use std::error::Error;

use glam::{Mat4, Quat, Vec3, Vec4};
use wgpu_batcher::asset::{Handle, Resources};
use wgpu_batcher::renderer::{
    primitives, FontAtlas, InstanceLayout, Material, RecordingBackend, RenderCtx, Shader, SubTexture, Texture,
    VertexArray, Vertex,
};
use wgpu_batcher::{Renderer, RendererSettings};

const SETTINGS_PATH: &str = "batcher.json";
const FRAMES: usize = 3;

/// Allocates recording buffers for every stream of `layout` and registers the
/// vertex array.
fn vertex_array(
    backend: &mut RecordingBackend,
    resources: &mut Resources,
    name: &str,
    layout: InstanceLayout,
    settings: &RendererSettings,
) -> Handle<VertexArray> {
    let (capacity, index_count) = if layout.is_2d() {
        (settings.batch_capacity_2d as u64, settings.quad_index_count())
    } else {
        (settings.batch_capacity_3d as u64, settings.index_capacity as u64)
    };
    let elements = capacity * layout.elements_per_submission() as u64;

    let streams = layout
        .channels()
        .iter()
        .map(|c| backend.create_buffer(c.stride as u64 * elements))
        .collect();
    let index_buffer = backend.create_buffer(index_count * 4);
    let (vertex_buffer, indirect_buffer) = if layout.is_2d() {
        (None, None)
    } else {
        let vertices = backend.create_buffer(Vertex::buffer_size(settings.vertex_capacity));
        // one command per resident geometry; the demo places a handful
        let indirect = backend.create_buffer(64 * 20);
        (Some(vertices), Some(indirect))
    };

    resources.vertex_arrays.insert(VertexArray {
        name: name.to_string(),
        id: backend.create_vertex_array(Some(index_buffer)),
        layout,
        vertex_buffer,
        index_buffer,
        streams,
        indirect_buffer,
    })
}

fn shader(
    backend: &mut RecordingBackend,
    resources: &mut Resources,
    settings: &RendererSettings,
    name: &str,
    order: u32,
    vertex_array: Handle<VertexArray>,
) -> Handle<Shader> {
    let program = backend.create_program(&[settings.unit_table_uniform.as_str()]);
    resources
        .shaders
        .insert(Shader::new(name, program, order, vertex_array).with_uniform_block("camera"))
}

fn run() -> Result<(), Box<dyn Error>> {
    let settings = RendererSettings::load_from_path(SETTINGS_PATH);
    let mut backend = RecordingBackend::new(settings.texture_units);
    let mut resources = Resources::new();
    backend.register_uniform_block("camera");

    let sprites_vao = vertex_array(&mut backend, &mut resources, "sprites", InstanceLayout::Quad, &settings);
    let meshes_vao = vertex_array(&mut backend, &mut resources, "meshes", InstanceLayout::Basic, &settings);
    let sprites = shader(&mut backend, &mut resources, &settings, "sprites", 1, sprites_vao);
    let meshes = shader(&mut backend, &mut resources, &settings, "meshes", 0, meshes_vao);

    let textures: Vec<Handle<Texture>> = (0..3)
        .map(|_| resources.textures.insert(Texture::new_2d(backend.create_texture(), 64, 64)))
        .collect();

    // A font path on the command line adds a line of text to the 2D pass.
    let font = match std::env::args().nth(1) {
        Some(path) => {
            let bytes = std::fs::read(&path)?;
            let atlas = FontAtlas::from_bytes(&bytes, 32.0, ' ', '~', 512)?;
            log::info!("Rasterised {} glyphs into a {}x{} atlas", atlas.glyphs.len(), atlas.width, atlas.height);
            let texture = resources
                .textures
                .insert(Texture::new_2d(backend.create_texture(), atlas.width, atlas.height));
            Some(atlas.font(texture))
        }
        None => None,
    };

    let mut renderer = Renderer::new(settings);

    let (cube_vertices, cube_indices) = primitives::cube();
    let (quad_vertices, quad_indices) = primitives::quad();
    let (cube, quad) = {
        let mut ctx = RenderCtx::new(&resources, &mut backend);
        let cube = renderer.add_geometry(&mut ctx, meshes_vao, &cube_vertices, &cube_indices)?;
        let quad = renderer.add_geometry(&mut ctx, meshes_vao, &quad_vertices, &quad_indices)?;
        (cube, quad)
    };

    let mesh_material = Material::new(meshes)
        .with_texture(textures[0])
        .with_texture(textures[1])
        .with_shininess(16.0);

    for frame in 0..FRAMES {
        backend.clear_commands();
        let mut ctx = RenderCtx::new(&resources, &mut backend);
        renderer.begin();

        for i in 0..8 {
            let angle = (frame * 8 + i) as f32 * 0.3;
            let transform = Mat4::from_rotation_translation(
                Quat::from_rotation_y(angle),
                Vec3::new(i as f32 * 3.0 - 12.0, 0.0, -10.0),
            );
            let geometry = if i % 3 == 0 { quad } else { cube };
            renderer.submit_3d(&mut ctx, "prop", geometry, &mesh_material, transform, Vec4::ONE)?;
        }

        for i in 0..24 {
            let texture = textures[i % textures.len()];
            let material = Material::new(sprites).with_sub_texture(SubTexture::full(texture));
            let transform = Mat4::from_scale_rotation_translation(
                Vec3::splat(32.0),
                Quat::IDENTITY,
                Vec3::new((i % 6) as f32 * 40.0, (i / 6) as f32 * 40.0, (i % 4) as f32 * 0.1),
            );
            renderer.submit_2d(&mut ctx, &material, transform, Vec4::new(1.0, 1.0, 1.0, 0.8))?;
        }

        if let Some(font) = &font {
            renderer.submit_text(
                &mut ctx,
                "batched text",
                font,
                &Material::new(sprites),
                Vec3::new(16.0, 300.0, 0.5),
                1.0,
                Vec4::ONE,
            )?;
        }

        renderer.end(&mut ctx);
        log::info!("Frame {}: {:?}", frame, renderer.last_frame_stats());
    }

    for (i, commands) in backend.indirect_draws().iter().enumerate() {
        log::info!("Multi-draw {} of last frame: {:?}", i, commands);
    }
    log::info!("Indexed draws of last frame: {:?}", backend.indexed_draws());
    Ok(())
}

fn main() {
    wgpu_batcher::init_logging();
    if let Err(err) = run() {
        log::error!("Demo failed: {}", err);
        std::process::exit(1);
    }
}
■ ■ ■ ■
## [Try it]
Give the number of lines in the records that contain the string "bytes", and write nothing besides that number.

## [Task response]
2